3.15 lik basket potasına,amuda kalkıp zıpladıktan sonra,bacaklarıyla smaç basabilecek pop sarkıcısı.
cant get you out of my head gibi pop müzik tarihinin en iyi hitlerinden birini yapmıştır fever albümü ile en zirveye çıkmıştır ama sonrasın da beklenen albümleri hayal kırıklığı olmuştur benim için.
yıllar önce hsbc kredi kartından konser bileti kazanmak suretiyle türkiye konserine gidip canlı görebildiğim, gerçekten bazılarının bu dünyaya sahne için gelmiş olduğuna inandıran, şarkılarını sevdiğim 1.57 boyundaki güzel şarkıcı. bir ara meme kanseri olup hepimizin yüreğini ağzına getirmiştir, neyse ki o günler geride kalmıştır.
yıllardır beraber iş çıkardığı müzik şirketi parlophone ile yollarını ayırıp, roc nation ile albüm anlaşması imzalamıştır. haliyle müzik tarzında da belli bir değişiklik olacaktır. fever'dan sonra, disco/pop tarzını değiştirip, r&b/hiphop/pop tadında çıkardığı body language ile yarattığı hayal kırıklığını, aphrodite'tan sonra çıkaracağı yeni albümde yaratmaz umarım. the abbey road session'ı albümden saymıyorum. o çok başarılı bir prestij işiyidi. ayrıca albümde yer alan flower şarkısını herkes yeni şarkı zannederken, kyliex2008 turnesinde söylemiştir. dikkatli/tekrarlarca izleyen bilir.

kendisinin ilk albümünde bulunan "turn into love" diye bir dans parçası vardır ki, bence "the one"ı yayınlayana kadar daha iyi bir dans parçası yapamamıştır. yapmıştır da, bir "turn into love" değildir. aphrodite'ten bahsetmiyorum bile ki, o albümde madonna'ya confessions on the dancefloor albümünü yapan stuart price ile çalışmıştır.

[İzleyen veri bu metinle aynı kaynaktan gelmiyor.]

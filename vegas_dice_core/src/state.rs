use crate::events::EventDeck;
use serde::{Deserialize, Serialize};
use std::collections::BTreeMap;
use uuid::Uuid;

pub type PlayerId = Uuid;
pub type CasinoId = u8;

/// 按加入顺序分配的玩家颜色
pub const PLAYER_COLORS: [&str; 6] = ["#e74c3c", "#3498db", "#2ecc71", "#f1c40f", "#9b59b6", "#e67e22"];

pub const CASINO_NAMES: [&str; 6] = [
    "Lucky Star",
    "Silver Dune",
    "Royal Flamingo",
    "Neon Palace",
    "Desert Rose",
    "Grand Oasis",
];

pub const CASINO_COUNT: u8 = 6;

#[derive(Debug, Clone, Copy, PartialEq, Eq, Serialize, Deserialize)]
#[serde(rename_all = "lowercase")]
pub enum GameMode {
    /// 经典规则：只有掷骰和放骰
    Classic,
    /// 能力模式：每回合抽事件牌，特定点数组合可以触发能力
    Powers,
}

impl std::str::FromStr for GameMode {
    type Err = String;

    fn from_str(s: &str) -> Result<Self, Self::Err> {
        match s {
            "classic" => Ok(GameMode::Classic),
            "powers" => Ok(GameMode::Powers),
            other => Err(format!("未知的游戏模式: {}", other)),
        }
    }
}

/// 掷骰结果中的一格：普通点数，或者等待玩家指定点数的金骰子
#[derive(Debug, Clone, Copy, PartialEq, Eq, Serialize, Deserialize)]
pub enum Die {
    Face(u8),
    Wildcard,
}

impl Die {
    pub fn face(&self) -> Option<u8> {
        match self {
            Die::Face(f) => Some(*f),
            Die::Wildcard => None,
        }
    }
}

/// 玩家持有的能力标记，每轮开始时清空
#[derive(Debug, Clone, Default, PartialEq, Eq, Serialize, Deserialize)]
pub struct Powers {
    /// 抵挡下一张事件牌
    pub immunity: bool,
    /// 解锁了 Shift Bet（目前没有结算效果）
    pub shift_bet_unlocked: bool,
    /// 下一次掷骰的最后一颗变成金骰子
    pub golden_die_pending: bool,
}

#[derive(Debug, Clone, Serialize, Deserialize)]
pub struct Player {
    pub id: PlayerId,
    pub name: String,
    pub color: String,
    pub score: u32,
    pub dice: u8, // 本轮剩余骰子
    pub powers: Powers,
    // 因能力结束回合而作废的骰子数（本轮）
    pub dice_discarded: u8,
    // 通过 Dice Heist 净得到的骰子数（本轮，可为负）
    pub dice_heisted: i8,
}

impl Player {
    pub fn new(id: PlayerId, name: String, join_index: usize) -> Self {
        Player {
            id,
            name,
            color: PLAYER_COLORS[join_index % PLAYER_COLORS.len()].to_string(),
            score: 0,
            dice: 0,
            powers: Powers::default(),
            dice_discarded: 0,
            dice_heisted: 0,
        }
    }
}

#[derive(Debug, Clone, Serialize, Deserialize)]
pub struct Casino {
    pub id: CasinoId,
    pub name: String,
    pub money: Vec<u32>, // 从大到小排列
    pub placed_dice: BTreeMap<PlayerId, u8>,
    pub closed: bool,
}

impl Casino {
    pub fn new(id: CasinoId) -> Self {
        Casino {
            id,
            name: CASINO_NAMES[(id - 1) as usize].to_string(),
            money: Vec::new(),
            placed_dice: BTreeMap::new(),
            closed: false,
        }
    }

    pub fn total_money(&self) -> u32 {
        self.money.iter().sum()
    }

    pub fn sort_money(&mut self) {
        self.money.sort_unstable_by(|a, b| b.cmp(a));
    }
}

#[derive(Debug, Clone, Copy, PartialEq, Eq, Serialize, Deserialize)]
pub enum EventKind {
    MarketUp,
    MarketDown,
    CasinoAcquired,
    CasinoRenovated,
    CasinoAuctioned,
    EventDay,
    GoldenDie,
}

impl EventKind {
    pub fn title(&self) -> &'static str {
        match self {
            EventKind::MarketUp => "Market Up",
            EventKind::MarketDown => "Market Down",
            EventKind::CasinoAcquired => "Casino Acquired",
            EventKind::CasinoRenovated => "Casino Renovated",
            EventKind::CasinoAuctioned => "Casino Auctioned",
            EventKind::EventDay => "Event Day!",
            EventKind::GoldenDie => "Golden Die",
        }
    }
}

/// 最近一次抽到的事件牌及其结果，供客户端展示
#[derive(Debug, Clone, PartialEq, Eq, Serialize, Deserialize)]
pub struct LastEvent {
    pub kind: EventKind,
    pub title: String,
    pub drawn_by: PlayerId,
    /// 受影响的赌场（只对针对单个赌场的事件有值）
    pub casino_id: Option<CasinoId>,
    /// 被免疫挡下
    pub blocked: bool,
}

/// 可以主动发动的能力
#[derive(Debug, Clone, Copy, PartialEq, Eq, Serialize, Deserialize)]
#[serde(rename_all = "camelCase")]
pub enum PowerKind {
    Director,
    ShiftBet,
    DiceHeist,
    BuyCasino,
}

impl std::str::FromStr for PowerKind {
    type Err = String;

    fn from_str(s: &str) -> Result<Self, Self::Err> {
        match s {
            "director" => Ok(PowerKind::Director),
            "shiftBet" | "shift-bet" => Ok(PowerKind::ShiftBet),
            "diceHeist" | "dice-heist" => Ok(PowerKind::DiceHeist),
            "buyCasino" | "buy-casino" => Ok(PowerKind::BuyCasino),
            other => Err(format!("未知的能力: {}", other)),
        }
    }
}

/// 一局游戏的完整状态。序列化后即发给客户端的快照（事件牌堆除外）。
#[derive(Debug, Clone, Serialize, Deserialize)]
pub struct GameState {
    pub mode: GameMode,
    pub players: Vec<Player>, // 按加入顺序
    pub casinos: Vec<Casino>,
    pub round_number: u32,
    pub turn_number: u32,
    pub current_player_index: usize,
    pub current_roll: Vec<Die>,
    pub round_over: bool,
    pub game_over: bool,

    pub last_event: Option<LastEvent>,
    pub event_drawn_this_turn: bool,
    pub power_used_this_roll: bool,
    // 已向当前玩家展示了可购买的赌场，等待其选择
    pub buy_offer_open: bool,

    // 服务端独有的事件牌堆，不会发给客户端
    #[serde(skip)]
    pub event_deck: EventDeck,
}

impl GameState {
    pub fn new(mode: GameMode, players: Vec<Player>) -> Self {
        GameState {
            mode,
            players,
            casinos: Vec::new(),
            round_number: 0,
            turn_number: 0,
            current_player_index: 0,
            current_roll: Vec::new(),
            round_over: false,
            game_over: false,
            last_event: None,
            event_drawn_this_turn: false,
            power_used_this_roll: false,
            buy_offer_open: false,
            event_deck: EventDeck::default(),
        }
    }

    pub fn current_player(&self) -> Option<&Player> {
        self.players.get(self.current_player_index)
    }

    pub fn current_player_id(&self) -> Option<PlayerId> {
        self.current_player().map(|p| p.id)
    }

    pub fn player(&self, id: &PlayerId) -> Option<&Player> {
        self.players.iter().find(|p| p.id == *id)
    }

    pub fn player_mut(&mut self, id: &PlayerId) -> Option<&mut Player> {
        self.players.iter_mut().find(|p| p.id == *id)
    }

    pub fn casino(&self, id: CasinoId) -> Option<&Casino> {
        self.casinos.iter().find(|c| c.id == id)
    }

    pub fn casino_mut(&mut self, id: CasinoId) -> Option<&mut Casino> {
        self.casinos.iter_mut().find(|c| c.id == id)
    }

    pub fn total_remaining_dice(&self) -> u32 {
        self.players.iter().map(|p| p.dice as u32).sum()
    }

    /// 玩家本轮在所有赌场放下的骰子总数
    pub fn placed_by(&self, id: &PlayerId) -> u32 {
        self.casinos
            .iter()
            .filter_map(|c| c.placed_dice.get(id))
            .map(|&n| n as u32)
            .sum()
    }

    pub fn has_roll(&self) -> bool {
        !self.current_roll.is_empty()
    }

    pub fn has_wildcard(&self) -> bool {
        self.current_roll.contains(&Die::Wildcard)
    }

    /// 当前掷骰中已确定的点数（不含金骰子）
    pub fn rolled_faces(&self) -> impl Iterator<Item = u8> + '_ {
        self.current_roll.iter().filter_map(Die::face)
    }

    pub fn count_face(&self, face: u8) -> usize {
        self.rolled_faces().filter(|&f| f == face).count()
    }

    pub fn open_casino_ids(&self) -> Vec<CasinoId> {
        self.casinos.iter().filter(|c| !c.closed).map(|c| c.id).collect()
    }
}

gay turnusolu seksi ikon. birinden şüphe ediliyor, acaba mı deniyor? hop, hemen devreye kendisi girer. eğer şahıs kraliçemizi dinlerken göz bebekleri büyüyor kalp atışları hızlanıyorsa; tebrikler.
bir iki gün önce confide in me ile kulaklarını çınlattım bu kadının. acaba ununu eleyip o sıra assa daha iyimiydi bilemedim. tamam fever de olablirdi son şukalası.